Italian Culture As White Culture in Postwar United States
DOI:
https://doi.org/10.15168/palinsesti.12.2383Abstract
Italian-Americans and recent immigrants to the US saw rapidly shifting political and social environment in the decade after the Second World War. Though legally white, Italian Americans did not fully benefit from the racialized systems in the US. Yet, the art and culture from their country of origin/ancestry was being used by the US in their Cultural Cold War to represent white ‘Western’ culture, which was set in opposition to Communist ‘Eastern’ culture in the USSR. Exhibitions like MoMA’s Twentieth Century Italian Art and Italy at Work: Her Renaissance in Design Today not only opened markets in the US for Italian material culture but also helped establish a cultural link between the US and Italy’s humanist past. This work had begun before the war with various exhibitions of Italian Renaissance art. The postwar shift to supporting modern art and design was important to solidifying America’s position as the ‘Western’ cultural leader.

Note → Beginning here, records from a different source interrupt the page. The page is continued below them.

//! Room registry (§4.6, §8 invariant 2) — persistent room ownership plus
//! the live state that exists only while the operator's control stream
//! is open.
//!
//! `RoomRegistration` is persisted exactly like `Identity`: one line per
//! room, rewritten atomically on mutation. `LiveRoom` is pure in-memory
//! state owned by the task servicing that room's control stream (§3);
//! the registry holds a cloneable sender so other tasks (the rendezvous
//! broker) can ask that task to write to the stream without touching it
//! directly, matching §5's "LiveRoom control-stream encoders are used
//! only by the task servicing that room; cross-task use is forbidden."

use crate::error::RoomError;
use crate::fingerprint::PublicKeyFingerprint;
use crate::messages::{Candidate, OperatorMessage, RoomSummary};
use crate::persistence::{load_lines, write_atomic};
use crate::validate::validate_name;
use chrono::NaiveDate;
use std::collections::HashMap;
use std::path::{Path, PathBuf};
use std::sync::RwLock;
use tokio::sync::mpsc::UnboundedSender;
use tracing::error;

/// `{room_name, owner_host_key_fingerprint, owner_unn_username, last_seen_date}` (§3).
#[derive(Debug, Clone, PartialEq, Eq)]
pub struct RoomRegistration {
    pub room_name: String,
    pub owner_host_key_fingerprint: PublicKeyFingerprint,
    pub owner_unn_username: String,
    pub last_seen_date: NaiveDate,
}

/// A `RoomRegistration` plus the fields that only exist while the
/// operator's control stream is open (§3).
pub struct LiveRoom {
    pub registration: RoomRegistration,
    pub doors: Vec<String>,
    pub candidates: Vec<Candidate>,
    pub ssh_port: u16,
    pub host_keys: Vec<String>,
    pub person_count: u32,
    /// Send-only handle to the task holding this room's control stream.
    /// The broker uses this to deliver `punch_offer` (§4.9) without ever
    /// writing to the stream itself.
    pub control_tx: UnboundedSender<OperatorMessage>,
}

impl LiveRoom {
    pub fn summary(&self) -> RoomSummary {
        RoomSummary {
            name: self.registration.room_name.clone(),
            owner: self.registration.owner_unn_username.clone(),
            people_count: self.person_count,
            doors: self.doors.clone(),
            candidates: self.candidates.clone(),
            ssh_port: self.ssh_port,
            public_keys: self.host_keys.clone(),
        }
    }
}

/// Outcome of a successful `register` (§4.6), distinguishing a brand-new
/// room from a key rotation so the caller can log/reply accordingly.
#[derive(Debug, PartialEq, Eq)]
pub enum RegisterOutcome {
    Created,
    Refreshed,
    KeyRotated,
}

struct Inner {
    registrations: HashMap<String, RoomRegistration>,
    live: HashMap<String, LiveRoomState>,
}

/// The parts of `LiveRoom` the registry itself tracks; the control
/// sender is stored alongside so `room_list()` can be built without
/// taking ownership of anyone's stream.
struct LiveRoomState {
    doors: Vec<String>,
    candidates: Vec<Candidate>,
    ssh_port: u16,
    host_keys: Vec<String>,
    person_count: u32,
    control_tx: UnboundedSender<OperatorMessage>,
}

#[derive(Clone)]
pub struct RoomRegistry {
    inner: std::sync::Arc<RwLock<Inner>>,
    path: PathBuf,
}

impl RoomRegistry {
    pub fn load(path: impl Into<PathBuf>) -> Self {
        let path = path.into();
        let entries = load_lines(&path, parse_room_line);
        let registrations = entries
            .into_iter()
            .map(|r| (r.room_name.clone(), r))
            .collect();
        Self {
            inner: std::sync::Arc::new(RwLock::new(Inner {
                registrations,
                live: HashMap::new(),
            })),
            path,
        }
    }

    /// §4.6 `register`. Returns the outcome and the up-to-date room list
    /// snapshot to broadcast; per §5's ordering guarantee, the caller
    /// must broadcast this snapshot to every attached Person *before*
    /// acking the room over the control stream.
    #[allow(clippy::too_many_arguments)]
    pub fn register_room(
        &self,
        room_name: &str,
        payload_host_fp: Option<&PublicKeyFingerprint>,
        authenticated_username: &str,
        doors: Vec<String>,
        candidates: Vec<Candidate>,
        ssh_port: u16,
        host_keys: Vec<String>,
        person_count: u32,
        control_tx: UnboundedSender<OperatorMessage>,
    ) -> Result<(RegisterOutcome, Vec<RoomSummary>), RoomError> {
        let mut inner = self.inner.write().unwrap();
        let today = chrono::Utc::now().date_naive();

        let outcome = if let Some(existing) = inner.registrations.get(room_name).cloned() {
            match payload_host_fp {
                Some(fp) if *fp == existing.owner_host_key_fingerprint => RegisterOutcome::Refreshed,
                Some(_) if authenticated_username == existing.owner_unn_username => {
                    RegisterOutcome::KeyRotated
                }
                None if authenticated_username == existing.owner_unn_username => {
                    RegisterOutcome::Refreshed
                }
                _ => {
                    return Err(RoomError::RoomNameTaken {
                        room_name: room_name.to_string(),
                    });
                }
            }
        } else {
            validate_name(room_name).map_err(RoomError::InvalidRoomName)?;
            RegisterOutcome::Created
        };

        let owner_host_key_fingerprint = match (&outcome, payload_host_fp) {
            (RegisterOutcome::KeyRotated, Some(fp)) => fp.clone(),
            (_, Some(fp)) => fp.clone(),
            (_, None) => inner
                .registrations
                .get(room_name)
                .map(|r| r.owner_host_key_fingerprint.clone())
                .unwrap_or_else(|| PublicKeyFingerprint::from_hex("")),
        };

        let registration = RoomRegistration {
            room_name: room_name.to_string(),
            owner_host_key_fingerprint,
            owner_unn_username: authenticated_username.to_string(),
            last_seen_date: today,
        };
        inner
            .registrations
            .insert(room_name.to_string(), registration.clone());
        inner.live.insert(
            room_name.to_string(),
            LiveRoomState {
                doors,
                candidates,
                ssh_port,
                host_keys,
                person_count,
                control_tx,
            },
        );

        self.persist_registrations_locked(&inner);
        let room_list = self.room_list_locked(&inner);
        Ok((outcome, room_list))
    }

    /// §4.6 `unregister` — tears down the `LiveRoom` but keeps the
    /// persistent `RoomRegistration` (ownership survives the room going
    /// offline).
    pub fn unregister_room(&self, room_name: &str) -> Vec<RoomSummary> {
        let mut inner = self.inner.write().unwrap();
        inner.live.remove(room_name);
        self.room_list_locked(&inner)
    }

    /// Get a clone of the control sender for a live room, for the
    /// rendezvous broker to deliver a `punch_offer` (§4.9).
    pub fn control_sender(&self, room_name: &str) -> Option<UnboundedSender<OperatorMessage>> {
        self.inner
            .read()
            .unwrap()
            .live
            .get(room_name)
            .map(|r| r.control_tx.clone())
    }

    pub fn is_live(&self, room_name: &str) -> bool {
        self.inner.read().unwrap().live.contains_key(room_name)
    }

    pub fn room_list(&self) -> Vec<RoomSummary> {
        let inner = self.inner.read().unwrap();
        self.room_list_locked(&inner)
    }

    fn room_list_locked(&self, inner: &Inner) -> Vec<RoomSummary> {
        let mut rooms: Vec<RoomSummary> = inner
            .live
            .iter()
            .filter_map(|(name, live)| {
                let registration = inner.registrations.get(name)?;
                Some(RoomSummary {
                    name: registration.room_name.clone(),
                    owner: registration.owner_unn_username.clone(),
                    people_count: live.person_count,
                    doors: live.doors.clone(),
                    candidates: live.candidates.clone(),
                    ssh_port: live.ssh_port,
                    public_keys: live.host_keys.clone(),
                })
            })
            .collect();
        rooms.sort_by(|a, b| a.name.cmp(&b.name));
        rooms
    }

    fn persist_registrations_locked(&self, inner: &Inner) {
        let mut contents = String::new();
        for reg in inner.registrations.values() {
            contents.push_str(&format!(
                "{} {} {} {}\n",
                reg.owner_host_key_fingerprint,
                reg.room_name,
                reg.owner_unn_username,
                reg.last_seen_date.format("%Y-%m-%d"),
            ));
        }
        if let Err(e) = write_atomic(&self.path, &contents) {
            error!(error = %e, "failed to persist room registry");
        }
    }
}

fn parse_room_line(line: &str) -> Option<RoomRegistration> {
    let mut parts = line.split_whitespace();
    let owner_host_key_fingerprint = PublicKeyFingerprint::from_hex(parts.next()?);
    let room_name = parts.next()?.to_string();
    let owner_unn_username = parts.next()?.to_string();
    let last_seen_date = NaiveDate::parse_from_str(parts.next()?, "%Y-%m-%d").ok()?;
    Some(RoomRegistration {
        room_name,
        owner_host_key_fingerprint,
        owner_unn_username,
        last_seen_date,
    })
}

Marshall Plan funds were being used in small and large ways to fund exhibitions of Italian art and design in the US immediately following the Second World War. These exhibitions were not neutral presentations of Italian material culture. Rather, they presented Italy and its culture as part of the capitalist democracies of the racialized-white ‘West’. This, as Said outlined, necessitates a ‘Eastern’ other who was non-white. Though Italian Americans continued to be only liminally white, Italian art and design was solidified as part of white ‘Western’ culture. Studies of the use of exhibitions in the postwar period have already highlighted the way political actors shifted the way art was contextualized by both cultural elites and the general public—from Serge Guillbaut’s early work to more recent books by Nancy Jachec. Raffaele Bedarida’s recent book also helped contextualized the longer ebb and flow of Italian art in US high and popular culture. Adding to these dialogues, in this paper, I will elaborate on how the post-war exhibitions of Italian art and design in the US served to further early American Cold War ideas about whiteness and culture.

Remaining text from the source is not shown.